• _ACTION ITEM_
State the number of lines that hold "Extension" in the records below, with no other words.

[Dataset entries]
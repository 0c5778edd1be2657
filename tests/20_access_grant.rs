//! Grant paths of the access gate: a gated probe handler echoes the
//! identity and role the gate attached to the request.

mod common;

use anyhow::Result;
use axum::http::StatusCode;
use axum::routing::get;
use axum::{middleware, Extension, Json, Router};
use serde_json::{json, Value};

use resource_library_api::auth::Role;
use resource_library_api::config;
use resource_library_api::middleware::auth::{require_role, AccessGate, AuthUser};

async fn whoami(Extension(user): Extension<AuthUser>) -> Json<Value> {
    Json(json!({
        "phoneNumber": user.phone_number,
        "role": user.role,
    }))
}

fn gated_app(allowed: &'static [Role]) -> Router {
    Router::new()
        .route("/whoami", get(whoami))
        .route_layer(middleware::from_fn_with_state(
            AccessGate::new(allowed, &config::config().security),
            require_role,
        ))
}

#[tokio::test]
async fn valid_token_reaches_handler_with_identity_attached() -> Result<()> {
    common::init();
    let token = common::mint_token(Role::User, 3600);
    let req = common::request("GET", "/whoami", Some(&token));
    let (status, body) = common::send(gated_app(&[Role::Admin, Role::User]), req).await?;

    assert_eq!(status, StatusCode::OK);
    assert_eq!(body["phoneNumber"], "+15550100");
    assert_eq!(body["role"], "USER");
    Ok(())
}

#[tokio::test]
async fn admin_token_reaches_admin_only_handler() -> Result<()> {
    common::init();
    let token = common::mint_token(Role::Admin, 3600);
    let req = common::request("GET", "/whoami", Some(&token));
    let (status, body) = common::send(gated_app(&[Role::Admin]), req).await?;

    assert_eq!(status, StatusCode::OK);
    assert_eq!(body["role"], "ADMIN");
    Ok(())
}

#[tokio::test]
async fn user_token_is_forbidden_on_admin_only_handler() -> Result<()> {
    common::init();
    let token = common::mint_token(Role::User, 3600);
    let req = common::request("GET", "/whoami", Some(&token));
    let (status, body) = common::send(gated_app(&[Role::Admin]), req).await?;

    assert_eq!(status, StatusCode::FORBIDDEN);
    assert_eq!(body["message"], "Unauthorized");
    Ok(())
}

#[tokio::test]
async fn empty_allow_list_denies_every_role() -> Result<()> {
    common::init();
    for role in [Role::Admin, Role::User] {
        let token = common::mint_token(role, 3600);
        let req = common::request("GET", "/whoami", Some(&token));
        let (status, _body) = common::send(gated_app(&[]), req).await?;
        assert_eq!(status, StatusCode::FORBIDDEN);
    }
    Ok(())
}

#[tokio::test]
async fn granting_twice_yields_identical_identity() -> Result<()> {
    common::init();
    let token = common::mint_token(Role::User, 3600);

    let req = common::request("GET", "/whoami", Some(&token));
    let (_, first) = common::send(gated_app(&[Role::User]), req).await?;

    let req = common::request("GET", "/whoami", Some(&token));
    let (_, second) = common::send(gated_app(&[Role::User]), req).await?;

    assert_eq!(first, second);
    Ok(())
}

• _ANSWER BOX_
2